# Activity:
Filter these entries, keeping only lines that hold the word "runtime".

Stored data entries:
++++++
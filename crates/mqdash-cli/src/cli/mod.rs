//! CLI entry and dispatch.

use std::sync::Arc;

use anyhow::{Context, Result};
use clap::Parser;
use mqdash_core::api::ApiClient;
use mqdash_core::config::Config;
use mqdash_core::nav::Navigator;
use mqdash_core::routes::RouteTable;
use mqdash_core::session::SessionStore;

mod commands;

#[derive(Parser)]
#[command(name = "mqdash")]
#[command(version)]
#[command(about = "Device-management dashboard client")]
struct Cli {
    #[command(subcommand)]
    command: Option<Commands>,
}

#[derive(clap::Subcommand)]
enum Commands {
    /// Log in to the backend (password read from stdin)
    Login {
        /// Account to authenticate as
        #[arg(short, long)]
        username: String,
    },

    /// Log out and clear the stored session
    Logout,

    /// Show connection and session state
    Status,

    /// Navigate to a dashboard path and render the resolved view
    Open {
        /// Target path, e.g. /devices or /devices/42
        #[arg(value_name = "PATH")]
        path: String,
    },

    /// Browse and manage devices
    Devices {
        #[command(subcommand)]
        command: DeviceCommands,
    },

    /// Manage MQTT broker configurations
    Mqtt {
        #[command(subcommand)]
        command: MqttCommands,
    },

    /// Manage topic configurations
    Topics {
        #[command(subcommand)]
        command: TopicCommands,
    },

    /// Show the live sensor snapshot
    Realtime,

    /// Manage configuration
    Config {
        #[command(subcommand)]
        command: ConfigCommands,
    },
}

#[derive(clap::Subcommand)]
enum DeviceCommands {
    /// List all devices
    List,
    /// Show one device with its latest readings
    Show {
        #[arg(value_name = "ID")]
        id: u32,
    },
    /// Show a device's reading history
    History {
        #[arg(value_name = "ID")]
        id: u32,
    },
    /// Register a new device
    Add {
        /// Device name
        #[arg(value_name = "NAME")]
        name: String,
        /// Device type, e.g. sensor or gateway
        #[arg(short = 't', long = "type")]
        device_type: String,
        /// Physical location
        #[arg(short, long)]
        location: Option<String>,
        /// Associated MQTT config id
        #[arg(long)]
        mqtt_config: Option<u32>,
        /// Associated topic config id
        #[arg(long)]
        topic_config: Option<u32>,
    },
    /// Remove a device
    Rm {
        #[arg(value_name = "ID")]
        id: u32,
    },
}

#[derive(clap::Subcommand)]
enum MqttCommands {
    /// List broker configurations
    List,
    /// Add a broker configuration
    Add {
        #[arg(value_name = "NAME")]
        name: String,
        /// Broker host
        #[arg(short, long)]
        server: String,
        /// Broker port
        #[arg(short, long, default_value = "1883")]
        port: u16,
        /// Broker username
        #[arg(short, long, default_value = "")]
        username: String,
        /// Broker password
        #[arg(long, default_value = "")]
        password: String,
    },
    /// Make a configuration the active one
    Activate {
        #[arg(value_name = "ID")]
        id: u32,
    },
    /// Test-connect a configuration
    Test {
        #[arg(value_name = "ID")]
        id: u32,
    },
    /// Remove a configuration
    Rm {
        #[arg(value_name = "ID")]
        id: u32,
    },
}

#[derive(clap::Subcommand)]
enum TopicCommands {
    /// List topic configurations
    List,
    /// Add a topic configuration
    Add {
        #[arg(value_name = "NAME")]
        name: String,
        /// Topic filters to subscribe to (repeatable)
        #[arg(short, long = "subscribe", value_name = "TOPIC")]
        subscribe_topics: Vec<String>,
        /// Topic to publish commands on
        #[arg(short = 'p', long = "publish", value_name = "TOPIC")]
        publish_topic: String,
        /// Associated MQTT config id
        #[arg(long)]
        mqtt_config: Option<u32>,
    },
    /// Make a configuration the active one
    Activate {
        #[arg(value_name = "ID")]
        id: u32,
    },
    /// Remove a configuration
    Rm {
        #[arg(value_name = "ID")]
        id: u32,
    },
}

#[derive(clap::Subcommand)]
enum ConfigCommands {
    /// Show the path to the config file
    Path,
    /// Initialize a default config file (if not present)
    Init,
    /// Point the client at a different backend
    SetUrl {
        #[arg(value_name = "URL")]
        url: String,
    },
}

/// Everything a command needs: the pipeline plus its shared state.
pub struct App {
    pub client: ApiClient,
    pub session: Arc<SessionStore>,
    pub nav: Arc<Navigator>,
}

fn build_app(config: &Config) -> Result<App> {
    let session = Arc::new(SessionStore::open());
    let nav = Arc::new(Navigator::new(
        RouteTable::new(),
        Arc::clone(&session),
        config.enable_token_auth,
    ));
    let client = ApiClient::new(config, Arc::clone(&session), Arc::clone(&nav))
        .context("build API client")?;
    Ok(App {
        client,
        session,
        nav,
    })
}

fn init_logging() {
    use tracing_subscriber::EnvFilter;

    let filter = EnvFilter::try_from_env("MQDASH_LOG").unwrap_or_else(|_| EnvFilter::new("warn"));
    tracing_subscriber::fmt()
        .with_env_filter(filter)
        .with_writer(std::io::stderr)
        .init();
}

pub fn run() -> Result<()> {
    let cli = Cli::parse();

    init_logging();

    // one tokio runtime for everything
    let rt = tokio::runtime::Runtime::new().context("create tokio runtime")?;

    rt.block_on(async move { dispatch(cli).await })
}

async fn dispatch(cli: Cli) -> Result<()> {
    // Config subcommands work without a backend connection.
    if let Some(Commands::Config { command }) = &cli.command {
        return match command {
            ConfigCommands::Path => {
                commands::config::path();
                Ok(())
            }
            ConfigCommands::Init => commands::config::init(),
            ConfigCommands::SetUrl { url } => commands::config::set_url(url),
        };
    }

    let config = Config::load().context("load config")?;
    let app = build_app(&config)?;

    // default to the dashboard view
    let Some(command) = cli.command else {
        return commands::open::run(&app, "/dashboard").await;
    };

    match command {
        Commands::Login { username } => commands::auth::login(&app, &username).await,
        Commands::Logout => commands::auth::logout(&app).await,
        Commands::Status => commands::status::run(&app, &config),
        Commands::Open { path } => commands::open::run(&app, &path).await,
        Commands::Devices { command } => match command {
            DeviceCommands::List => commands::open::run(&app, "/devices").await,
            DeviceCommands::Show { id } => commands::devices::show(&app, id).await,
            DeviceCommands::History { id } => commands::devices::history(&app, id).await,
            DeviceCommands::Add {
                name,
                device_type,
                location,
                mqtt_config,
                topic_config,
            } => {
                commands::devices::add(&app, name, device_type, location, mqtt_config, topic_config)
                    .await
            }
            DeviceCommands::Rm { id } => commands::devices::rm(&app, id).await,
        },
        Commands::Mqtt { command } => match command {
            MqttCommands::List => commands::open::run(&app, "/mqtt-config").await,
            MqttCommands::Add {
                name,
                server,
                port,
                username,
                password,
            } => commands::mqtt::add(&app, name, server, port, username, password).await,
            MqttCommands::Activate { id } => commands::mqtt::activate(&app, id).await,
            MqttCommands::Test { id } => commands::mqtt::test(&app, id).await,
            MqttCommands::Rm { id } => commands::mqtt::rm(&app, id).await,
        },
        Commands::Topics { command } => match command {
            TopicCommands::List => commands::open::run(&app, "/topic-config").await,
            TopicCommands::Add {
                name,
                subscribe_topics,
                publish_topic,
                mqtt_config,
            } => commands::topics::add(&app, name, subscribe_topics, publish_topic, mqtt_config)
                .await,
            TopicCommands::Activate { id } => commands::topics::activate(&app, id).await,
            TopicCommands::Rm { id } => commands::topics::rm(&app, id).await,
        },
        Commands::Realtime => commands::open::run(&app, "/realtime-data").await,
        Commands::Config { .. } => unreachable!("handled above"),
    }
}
++++++
# Problem solution:
    // one tokio runtime for everything
    let rt = tokio::runtime::Runtime::new().context("create tokio runtime")?;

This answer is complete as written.